I can't say whether your partner is narcissistic, passive-aggressive, emotionally abusive, or none of these. What's quite apparent from your question, though, is that you're unhappy with the way things are. You don't need a diagnosis of him to know that this isn't what you want.
Dating is the time to determine whether two people are a match and, when you discover you're not, it's time to leave. Sadly, many women become attached too quickly, lose all objectively, and become hell-bent on making the relationship work...even to the point of it being unhealthy for them. If you step back from your situation, though, you will see that this man's behavior isn't kind and loving and not indicative of someone who wants to make this relationship a priority in his life.

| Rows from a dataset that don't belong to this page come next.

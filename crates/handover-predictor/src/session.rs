//! Per-UE handover session
//!
//! `Idle → PredictionIssued → {NoChangeNeeded | RefinementInProgress} →
//! HandoverScheduled → Completed | Aborted`
//!
//! Call `tick` every update cycle. Once the scheduled trigger time is reached
//! the session emits a single `HandoverTrigger`, which the caller turns into
//! a supervised handover context.

use crate::{PredictionOutcome, PredictorError, Result};
use orbital_mechanics::GeoPosition;
use serde::{Deserialize, Serialize};
use std::collections::VecDeque;
use tracing::{debug, info};

/// Most recent phases kept per session
pub const PHASE_HISTORY_CAPACITY: usize = 32;

#[derive(Debug, Clone, Copy, Serialize, Deserialize, PartialEq, Eq, Hash)]
pub enum HandoverPhase {
    /// No prediction outstanding
    Idle,

    /// Prediction requested, outcome pending
    PredictionIssued,

    /// Serving satellite stays best over the horizon
    NoChangeNeeded,

    /// Bisecting the switchover instant
    RefinementInProgress,

    /// Trigger time fixed, waiting for it to arrive
    HandoverScheduled,

    Completed,

    Aborted,
}

impl HandoverPhase {
    /// Phases from which a new prediction may start
    pub fn is_resting(&self) -> bool {
        matches!(
            self,
            HandoverPhase::Idle
                | HandoverPhase::NoChangeNeeded
                | HandoverPhase::Completed
                | HandoverPhase::Aborted
        )
    }
}

/// Emitted once when a scheduled handover becomes due
#[derive(Debug, Clone, PartialEq, Serialize, Deserialize)]
pub struct HandoverTrigger {
    pub ue_id: String,
    pub source_satellite: String,
    pub target_satellite: String,
    pub trigger_time_s: f64,
    pub position: GeoPosition,
    pub confidence: f64,
}

#[derive(Debug, Clone)]
pub struct UeHandoverSession {
    ue_id: String,
    position: GeoPosition,
    phase: HandoverPhase,
    serving_satellite: Option<String>,
    scheduled: Option<HandoverTrigger>,
    trigger_emitted: bool,
    abort_reason: Option<String>,
    history: VecDeque<HandoverPhase>,
    last_tick_s: Option<f64>,
}

impl UeHandoverSession {
    pub fn new(ue_id: impl Into<String>, position: GeoPosition) -> Self {
        Self {
            ue_id: ue_id.into(),
            position,
            phase: HandoverPhase::Idle,
            serving_satellite: None,
            scheduled: None,
            trigger_emitted: false,
            abort_reason: None,
            history: VecDeque::from([HandoverPhase::Idle]),
            last_tick_s: None,
        }
    }

    pub fn ue_id(&self) -> &str {
        &self.ue_id
    }

    pub fn phase(&self) -> HandoverPhase {
        self.phase
    }

    pub fn serving_satellite(&self) -> Option<&str> {
        self.serving_satellite.as_deref()
    }

    pub fn scheduled(&self) -> Option<&HandoverTrigger> {
        self.scheduled.as_ref()
    }

    pub fn abort_reason(&self) -> Option<&str> {
        self.abort_reason.as_deref()
    }

    /// Last `PHASE_HISTORY_CAPACITY` phases entered, oldest first
    pub fn history(&self) -> Vec<HandoverPhase> {
        self.history.iter().copied().collect()
    }

    pub fn last_tick_s(&self) -> Option<f64> {
        self.last_tick_s
    }

    pub fn update_position(&mut self, position: GeoPosition) {
        self.position = position;
    }

    fn enter(&mut self, phase: HandoverPhase) {
        debug!(ue_id = %self.ue_id, "{:?} -> {:?}", self.phase, phase);
        self.phase = phase;
        if self.history.len() == PHASE_HISTORY_CAPACITY {
            self.history.pop_front();
        }
        self.history.push_back(phase);
    }

    fn reject(&self, action: &str) -> PredictorError {
        PredictorError::InvalidTransition {
            from: self.phase,
            action: action.to_string(),
        }
    }

    pub fn begin_prediction(&mut self) -> Result<()> {
        if !self.phase.is_resting() {
            return Err(self.reject("begin_prediction"));
        }
        self.scheduled = None;
        self.trigger_emitted = false;
        self.abort_reason = None;
        self.enter(HandoverPhase::PredictionIssued);
        Ok(())
    }

    /// Apply a prediction outcome and return the resulting phase
    pub fn on_prediction(&mut self, outcome: &PredictionOutcome) -> Result<HandoverPhase> {
        if self.phase != HandoverPhase::PredictionIssued {
            return Err(self.reject("on_prediction"));
        }
        let result = match outcome {
            PredictionOutcome::Predicted(r) if r.ue_id == self.ue_id => r,
            PredictionOutcome::Predicted(r) => {
                return Err(PredictorError::InvalidArgument(format!(
                    "prediction for {} applied to session {}",
                    r.ue_id, self.ue_id
                )))
            }
            PredictionOutcome::NoVisibleSatellite { at_s, .. } => {
                self.abort_reason = Some(format!("no visible satellite at {:.3}s", at_s));
                self.enter(HandoverPhase::Aborted);
                return Ok(self.phase);
            }
        };

        self.serving_satellite = Some(result.current_best.satellite_id.clone());

        let trigger_time_s = match (result.handover_required, result.trigger_time_s) {
            (true, Some(t)) => t,
            _ => {
                self.enter(HandoverPhase::NoChangeNeeded);
                return Ok(self.phase);
            }
        };

        self.enter(HandoverPhase::RefinementInProgress);
        self.scheduled = Some(HandoverTrigger {
            ue_id: self.ue_id.clone(),
            source_satellite: result.current_best.satellite_id.clone(),
            target_satellite: result.future_best.satellite_id.clone(),
            trigger_time_s,
            position: self.position,
            confidence: result.confidence,
        });
        self.enter(HandoverPhase::HandoverScheduled);
        Ok(self.phase)
    }

    /// Advance time. Returns the trigger exactly once, on the first tick at
    /// or after the scheduled time.
    pub fn tick(&mut self, now_s: f64) -> Option<HandoverTrigger> {
        self.last_tick_s = Some(now_s);

        match self.phase {
            HandoverPhase::HandoverScheduled if !self.trigger_emitted => {
                let scheduled = self.scheduled.as_mut()?;
                if now_s < scheduled.trigger_time_s {
                    return None;
                }
                scheduled.position = self.position;
                self.trigger_emitted = true;
                info!(
                    ue_id = %self.ue_id,
                    "Handover due: {} -> {} at {:.3}s",
                    scheduled.source_satellite,
                    scheduled.target_satellite,
                    scheduled.trigger_time_s
                );
                Some(scheduled.clone())
            }
            _ => None,
        }
    }

    /// Switch the serving satellite to the scheduled target
    pub fn complete(&mut self) -> Result<()> {
        if self.phase != HandoverPhase::HandoverScheduled || !self.trigger_emitted {
            return Err(self.reject("complete"));
        }
        self.serving_satellite = self.scheduled.as_ref().map(|s| s.target_satellite.clone());
        self.enter(HandoverPhase::Completed);
        Ok(())
    }

    pub fn abort(&mut self, reason: impl Into<String>) -> Result<()> {
        match self.phase {
            HandoverPhase::PredictionIssued
            | HandoverPhase::RefinementInProgress
            | HandoverPhase::HandoverScheduled => {
                self.abort_reason = Some(reason.into());
                self.enter(HandoverPhase::Aborted);
                Ok(())
            }
            _ => Err(self.reject("abort")),
        }
    }
}
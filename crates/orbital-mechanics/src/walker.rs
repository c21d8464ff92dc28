//! Walker Delta constellation layout and pass synthesis
//!
//! Generates a repeatable candidate set with visibility windows for a single
//! observer site. Each plane crosses the site at a fixed orbital argument;
//! its ground-track offset from the site sets pass duration and peak elevation.

use crate::{
    Constellation, OrbitalElements, OrbitalError, Result, SatelliteCandidate, VisibilityWindow,
    EARTH_MU_KM3_S2, EARTH_RADIUS_KM,
};

/// Golden-ratio step that scatters plane offsets across [0, 1)
const PLANE_OFFSET_STEP: f64 = 0.618034000;
const PLANE_OFFSET_BASE: f64 = 0.137000000;

#[derive(Debug, Clone)]
pub struct WalkerDelta {
    pub total_satellites: u32,
    pub planes: u32,
    pub phasing: u32,
    pub altitude_km: f64,
    pub inclination_deg: f64,
}

impl WalkerDelta {
    /// 53° shell at 550 km
    pub fn starlink_shell() -> Self {
        WalkerDelta {
            total_satellites: 600,
            planes: 24,
            phasing: 1,
            altitude_km: 550.0,
            inclination_deg: 53.0,
        }
    }

    /// Near-polar shell at 1200 km
    pub fn oneweb_shell() -> Self {
        WalkerDelta {
            total_satellites: 200,
            planes: 10,
            phasing: 1,
            altitude_km: 1200.0,
            inclination_deg: 87.9,
        }
    }

    pub fn validate(&self) -> Result<()> {
        if self.planes == 0 || self.total_satellites == 0 {
            return Err(OrbitalError::InvalidLayout(
                "planes and total_satellites must be positive".to_string(),
            ));
        }
        if self.total_satellites % self.planes != 0 {
            return Err(OrbitalError::InvalidLayout(format!(
                "{} satellites do not divide evenly into {} planes",
                self.total_satellites, self.planes
            )));
        }
        if self.phasing >= self.planes {
            return Err(OrbitalError::InvalidLayout(format!(
                "phasing {} must be below plane count {}",
                self.phasing, self.planes
            )));
        }
        Ok(())
    }

    pub fn satellites_per_plane(&self) -> u32 {
        self.total_satellites / self.planes
    }

    pub fn plane_spacing_deg(&self) -> f64 {
        360.0 / self.planes as f64
    }

    pub fn in_plane_spacing_deg(&self) -> f64 {
        360.0 / self.satellites_per_plane() as f64
    }

    /// Circular-orbit period from Kepler's third law
    pub fn orbital_period_s(&self) -> f64 {
        let a = EARTH_RADIUS_KM + self.altitude_km;
        2.0 * std::f64::consts::PI * (a.powi(3) / EARTH_MU_KM3_S2).sqrt()
    }

    pub fn elements(&self, plane: u32, slot: u32) -> Result<OrbitalElements> {
        let raan = plane as f64 * self.plane_spacing_deg();
        let anomaly = slot as f64 * self.in_plane_spacing_deg()
            + plane as f64 * self.phasing as f64 * 360.0 / self.total_satellites as f64;
        OrbitalElements::new(self.inclination_deg, raan, anomaly)
    }
}

/// Observer-side pass shape for a shell
#[derive(Debug, Clone)]
pub struct PassGeometry {
    /// Elevation mask (deg)
    pub min_elevation_deg: f64,
    /// Peak elevation for an overhead plane (deg)
    pub max_elevation_deg: f64,
    /// Shortest pass, in time steps, for the farthest plane
    pub base_pass_steps: f64,
    /// Extra steps an overhead plane gains
    pub pass_step_spread: f64,
    pub time_step_s: f64,
}

impl PassGeometry {
    pub fn starlink() -> Self {
        Self {
            min_elevation_deg: 5.0,
            max_elevation_deg: 85.0,
            base_pass_steps: 8.0,
            pass_step_spread: 6.0,
            time_step_s: 30.0,
        }
    }

    pub fn oneweb() -> Self {
        Self {
            min_elevation_deg: 10.0,
            max_elevation_deg: 80.0,
            base_pass_steps: 11.0,
            pass_step_spread: 6.0,
            time_step_s: 30.0,
        }
    }
}

/// Peak elevation and duration as a function of a plane's offset in [0, 1)
fn pass_shape(geometry: &PassGeometry, offset: f64) -> (f64, f64) {
    let closeness = 1.0 - offset;
    let duration_s =
        (geometry.base_pass_steps + geometry.pass_step_spread * closeness) * geometry.time_step_s;
    let peak = geometry.min_elevation_deg
        + (geometry.max_elevation_deg - geometry.min_elevation_deg) * closeness;
    (duration_s, peak)
}

/// Nominal RSRP seen at `elevation_deg`
pub fn nominal_rsrp_dbm(elevation_deg: f64) -> f64 {
    -105.0 + 0.3 * elevation_deg
}

/// Synthesize every satellite of `shell` with its windows over `[0, horizon_s)`
pub fn synthesize_candidates(
    constellation: Constellation,
    shell: &WalkerDelta,
    geometry: &PassGeometry,
    horizon_s: f64,
) -> Result<Vec<SatelliteCandidate>> {
    shell.validate()?;
    let period_s = shell.orbital_period_s();
    let prefix = match constellation {
        Constellation::Starlink => "SL",
        Constellation::OneWeb => "OW",
        Constellation::Kuiper => "KU",
    };

    let mut candidates = Vec::with_capacity(shell.total_satellites as usize);
    for plane in 0..shell.planes {
        let offset = (plane as f64 * PLANE_OFFSET_STEP + PLANE_OFFSET_BASE).rem_euclid(1.0);
        let (duration_s, peak) = pass_shape(geometry, offset);

        for slot in 0..shell.satellites_per_plane() {
            let elements = shell.elements(plane, slot)?;
            let crossing_deg = (elements.raan_deg * 1.7 + 41.0).rem_euclid(360.0);
            let first_start =
                (elements.mean_anomaly_deg - crossing_deg).rem_euclid(360.0) / 360.0 * period_s;

            // Start one period early so a pass already in progress at t=0 is kept
            let mut windows = Vec::new();
            let mut t = first_start - period_s;
            while t < horizon_s {
                let start = t.max(0.0);
                let end = (t + duration_s).min(horizon_s);
                if end > start {
                    windows.push(VisibilityWindow {
                        start_s: start,
                        end_s: end,
                        peak_elevation_deg: peak,
                        mean_rsrp_dbm: Some(nominal_rsrp_dbm(peak)),
                    });
                }
                t += period_s;
            }

            candidates.push(SatelliteCandidate {
                id: format!("{}-{}-{}", prefix, plane, slot),
                constellation,
                elements,
                windows,
            });
        }
    }

    Ok(candidates)
}

#[cfg(test)]
mod tests {
    use super::*;

    #[test]
    fn test_starlink_shell_layout() {
        let shell = WalkerDelta::starlink_shell();
        assert!(shell.validate().is_ok());
        assert_eq!(shell.satellites_per_plane(), 25);
        assert!((shell.plane_spacing_deg() - 15.0).abs() < 1e-9);
        let period_min = shell.orbital_period_s() / 60.0;
        assert!((period_min - 95.65).abs() < 0.1);
    }

    #[test]
    fn test_invalid_layout_rejected() {
        let shell = WalkerDelta {
            total_satellites: 10,
            planes: 3,
            phasing: 1,
            altitude_km: 550.0,
            inclination_deg: 53.0,
        };
        assert!(shell.validate().is_err());
    }

    #[test]
    fn test_synthesis_is_repeatable() {
        let shell = WalkerDelta::oneweb_shell();
        let geom = PassGeometry::oneweb();
        let a = synthesize_candidates(Constellation::OneWeb, &shell, &geom, 6600.0).unwrap();
        let b = synthesize_candidates(Constellation::OneWeb, &shell, &geom, 6600.0).unwrap();
        assert_eq!(a.len(), 200);
        for (x, y) in a.iter().zip(&b) {
            assert_eq!(x.id, y.id);
            assert_eq!(x.windows, y.windows);
        }
    }

    #[test]
    fn test_windows_inside_horizon() {
        let shell = WalkerDelta::starlink_shell();
        let geom = PassGeometry::starlink();
        let horizon = 6600.0;
        let sats = synthesize_candidates(Constellation::Starlink, &shell, &geom, horizon).unwrap();
        for sat in &sats {
            assert!(!sat.windows.is_empty(), "{} never passes", sat.id);
            for w in &sat.windows {
                assert!(w.start_s >= 0.0 && w.end_s <= horizon && w.end_s > w.start_s);
                assert!(w.peak_elevation_deg >= geom.min_elevation_deg);
            }
        }
    }
}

I recommend you look at why you're in a long-distance relationship in the first place. What does it say about you? How does it contribute to the problems you're now facing? Why are you not ready for a relationship with someone who's close in proximity but also emotionally close? Why are you keeping a distance? What is making you scared?
It's much easier (and more enjoyable) to diagnose other people than ourselves. However, this seems like a wonderful opportunity for self-reflection so you can then move forward into a more loving, respectful, and reciprocal relationship. Albert Einstein said, “No problem can be solved from the same level of consciousness that created it.” Therefore, you need to look deep in order to avoid making this a pattern in your life.